▼▼▼
//! AWS provider implementation
//!
//! Drives CloudFormation through the aws CLI. One provider instance manages
//! one stack: the synthesized template is handed over as a whole and the
//! engine owns dependency ordering, diffing and rollback. Failures come back
//! verbatim and are never retried here.

use crate::awscli::AwsCli;
use crate::error::AwsError;
use crate::model::TopologyRequest;
use crate::template;
use async_trait::async_trait;
use gridflow_cloud::{
    Action, ActionType, ApplyResult, AuthStatus, CloudError, CloudProvider, Plan, ProviderState,
    ResourceSet, ResourceState, ResourceStatus,
};
use std::time::Instant;

/// AWS provider. Manages the single stack a topology request describes.
pub struct AwsProvider {
    cli: AwsCli,
    stack_name: String,
    template: serde_json::Value,
    tags: Vec<(String, String)>,
}

impl AwsProvider {
    /// Build a provider for one composed topology
    pub fn for_topology(topology: &TopologyRequest, region: Option<String>) -> Self {
        Self {
            cli: AwsCli::new(region),
            stack_name: topology.stack_name.clone(),
            template: template::synthesize(topology),
            tags: topology.tags(),
        }
    }

    pub fn stack_name(&self) -> &str {
        &self.stack_name
    }

    fn template_path(&self) -> std::path::PathBuf {
        std::env::temp_dir().join(format!("gridflow-{}.template.json", self.stack_name))
    }
}

#[async_trait]
impl CloudProvider for AwsProvider {
    fn name(&self) -> &str {
        "aws"
    }

    fn display_name(&self) -> &str {
        "AWS CloudFormation"
    }

    async fn check_auth(&self) -> gridflow_cloud::Result<AuthStatus> {
        match self.cli.caller_identity().await {
            Ok(identity) => Ok(AuthStatus::ok(format!(
                "{} ({})",
                identity.account, identity.arn
            ))),
            Err(AwsError::AwsCliNotFound) => {
                Ok(AuthStatus::failed("aws CLI がインストールされていません"))
            }
            Err(AwsError::AuthenticationFailed(msg)) => Ok(AuthStatus::failed(msg)),
            Err(e) => Ok(AuthStatus::failed(e.to_string())),
        }
    }

    async fn current_state(&self) -> gridflow_cloud::Result<ProviderState> {
        let mut state = ProviderState::new();

        let Some(stack) = self.cli.describe_stack(&self.stack_name).await? else {
            tracing::debug!(stack = %self.stack_name, "Stack does not exist yet");
            return Ok(state);
        };

        tracing::debug!(stack = %self.stack_name, status = %stack.stack_status, "Stack found");

        for resource in self.cli.list_stack_resources(&self.stack_name).await? {
            let mut entry = ResourceState::new(
                resource.logical_resource_id.clone(),
                resource.resource_type.clone(),
            )
            .with_status(resource_status_from_cfn(&resource.resource_status));

            if let Some(physical_id) = &resource.physical_resource_id {
                entry = entry.with_attribute("physical_id", serde_json::json!(physical_id));
            }

            state.insert(resource.logical_resource_id, entry);
        }

        Ok(state)
    }

    async fn plan(&self, desired: &ResourceSet) -> gridflow_cloud::Result<Plan> {
        let current = self.current_state().await?;
        let actions = diff_actions(desired, &current);

        let plan = Plan::new(actions);
        tracing::info!(stack = %self.stack_name, "{}", plan.summary());
        Ok(plan)
    }

    async fn apply(&self, plan: &Plan) -> gridflow_cloud::Result<ApplyResult> {
        let started = Instant::now();
        let mut result = ApplyResult::new();

        let path = self.template_path();
        let body =
            serde_json::to_vec_pretty(&self.template).map_err(CloudError::Json)?;
        tokio::fs::write(&path, body).await.map_err(CloudError::Io)?;

        tracing::info!(stack = %self.stack_name, template = %path.display(), "Deploying stack");

        let deployed = self.cli.deploy(&self.stack_name, &path, &self.tags).await;
        let _ = tokio::fs::remove_file(&path).await;

        match deployed {
            Ok(()) => {
                for action in &plan.actions {
                    result.add_success(&action.id, "applied");
                }
            }
            Err(e) => {
                // Surfaced verbatim; the engine already rolled back
                let message = CloudError::ApplyFailed(e.to_string()).to_string();
                tracing::error!(stack = %self.stack_name, "{message}");
                for action in &plan.actions {
                    result.add_failure(&action.id, &message);
                }
            }
        }

        result.duration_ms = started.elapsed().as_millis() as u64;
        Ok(result)
    }

    async fn destroy(&self) -> gridflow_cloud::Result<ApplyResult> {
        let started = Instant::now();
        let mut result = ApplyResult::new();
        let action_id = format!("delete-stack:{}", self.stack_name);

        if self.cli.describe_stack(&self.stack_name).await?.is_none() {
            tracing::info!(stack = %self.stack_name, "Nothing to destroy");
            return Ok(result);
        }

        match self.cli.delete_stack(&self.stack_name).await {
            Ok(()) => match self.cli.wait_stack_deleted(&self.stack_name).await {
                Ok(()) => result.add_success(&action_id, "stack deleted"),
                Err(e) => result.add_failure(&action_id, e.to_string()),
            },
            Err(e) => result.add_failure(&action_id, e.to_string()),
        }

        result.duration_ms = started.elapsed().as_millis() as u64;
        Ok(result)
    }
}

/// Map a CloudFormation resource status string to the provider-neutral one
fn resource_status_from_cfn(status: &str) -> ResourceStatus {
    if status.contains("ROLLBACK") || status.contains("FAILED") {
        return ResourceStatus::Failed;
    }
    match status {
        "CREATE_COMPLETE" | "UPDATE_COMPLETE" | "IMPORT_COMPLETE" => ResourceStatus::Available,
        "CREATE_IN_PROGRESS" => ResourceStatus::Creating,
        "UPDATE_IN_PROGRESS" => ResourceStatus::Updating,
        "DELETE_IN_PROGRESS" => ResourceStatus::Deleting,
        _ => ResourceStatus::Unknown,
    }
}

/// Compare the declared set against the deployed snapshot.
///
/// Presentation-level only: an already-deployed resource shows as no-op and
/// a failed one as update. The real diff is the engine's change set,
/// computed at apply time.
fn diff_actions(desired: &ResourceSet, current: &ProviderState) -> Vec<Action> {
    desired
        .iter()
        .map(|resource| {
            let logical_id = resource
                .get_config::<String>("logical_id")
                .unwrap_or_else(|| resource.id.clone());

            let (action_type, description) = match current.get(&logical_id) {
                None => (
                    ActionType::Create,
                    format!("{} {} を作成", resource.resource_type, resource.id),
                ),
                Some(state) if state.status == ResourceStatus::Failed => (
                    ActionType::Update,
                    format!("{} {} を再適用", resource.resource_type, resource.id),
                ),
                Some(_) => (
                    ActionType::NoOp,
                    format!("{} {} は既に存在します", resource.resource_type, resource.id),
                ),
            };

            Action {
                id: format!("{}-{}", action_type, resource.key()),
                action_type,
                resource_type: resource.resource_type.clone(),
                resource_id: resource.id.clone(),
                description,
            }
        })
        .collect()
}

#[cfg(test)]
mod tests {
    use super::*;
    use gridflow_cloud::ResourceConfig;
    use serde_json::json;

    fn desired_set() -> ResourceSet {
        let mut set = ResourceSet::new();
        set.add(ResourceConfig::new(
            "vpc",
            "lab81-proj-vpc",
            "aws",
            json!({ "logical_id": "Vpc" }),
        ));
        set.add(ResourceConfig::new(
            "subnet",
            "public-1",
            "aws",
            json!({ "logical_id": "PublicSubnet1" }),
        ));
        set
    }

    #[test]
    fn test_diff_against_empty_state_creates_everything() {
        let actions = diff_actions(&desired_set(), &ProviderState::new());

        assert_eq!(actions.len(), 2);
        assert!(actions.iter().all(|a| a.action_type == ActionType::Create));
        assert_eq!(actions[0].id, "create-vpc:lab81-proj-vpc");
    }

    #[test]
    fn test_diff_marks_deployed_resources_as_noop() {
        let mut current = ProviderState::new();
        current.insert(
            "Vpc",
            ResourceState::new("Vpc", "AWS::EC2::VPC").with_status(ResourceStatus::Available),
        );

        let actions = diff_actions(&desired_set(), &current);

        assert_eq!(actions[0].action_type, ActionType::NoOp);
        assert_eq!(actions[1].action_type, ActionType::Create);
    }

    #[test]
    fn test_diff_marks_failed_resources_for_update() {
        let mut current = ProviderState::new();
        current.insert(
            "Vpc",
            ResourceState::new("Vpc", "AWS::EC2::VPC").with_status(ResourceStatus::Failed),
        );

        let actions = diff_actions(&desired_set(), &current);
        assert_eq!(actions[0].action_type, ActionType::Update);
    }

    #[test]
    fn test_cfn_status_mapping() {
        assert_eq!(
            resource_status_from_cfn("CREATE_COMPLETE"),
            ResourceStatus::Available
        );
        assert_eq!(
            resource_status_from_cfn("UPDATE_ROLLBACK_COMPLETE"),
            ResourceStatus::Failed
        );
        assert_eq!(
            resource_status_from_cfn("CREATE_FAILED"),
            ResourceStatus::Failed
        );
        assert_eq!(
            resource_status_from_cfn("DELETE_IN_PROGRESS"),
            ResourceStatus::Deleting
        );
        assert_eq!(
            resource_status_from_cfn("REVIEW_IN_PROGRESS"),
            ResourceStatus::Unknown
        );
    }
}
▲▲▲
Report how many lines in the listing above have the string "ProviderState" in them; write the number only.

▸ OUTPUT FOR THIS EXERCISE
7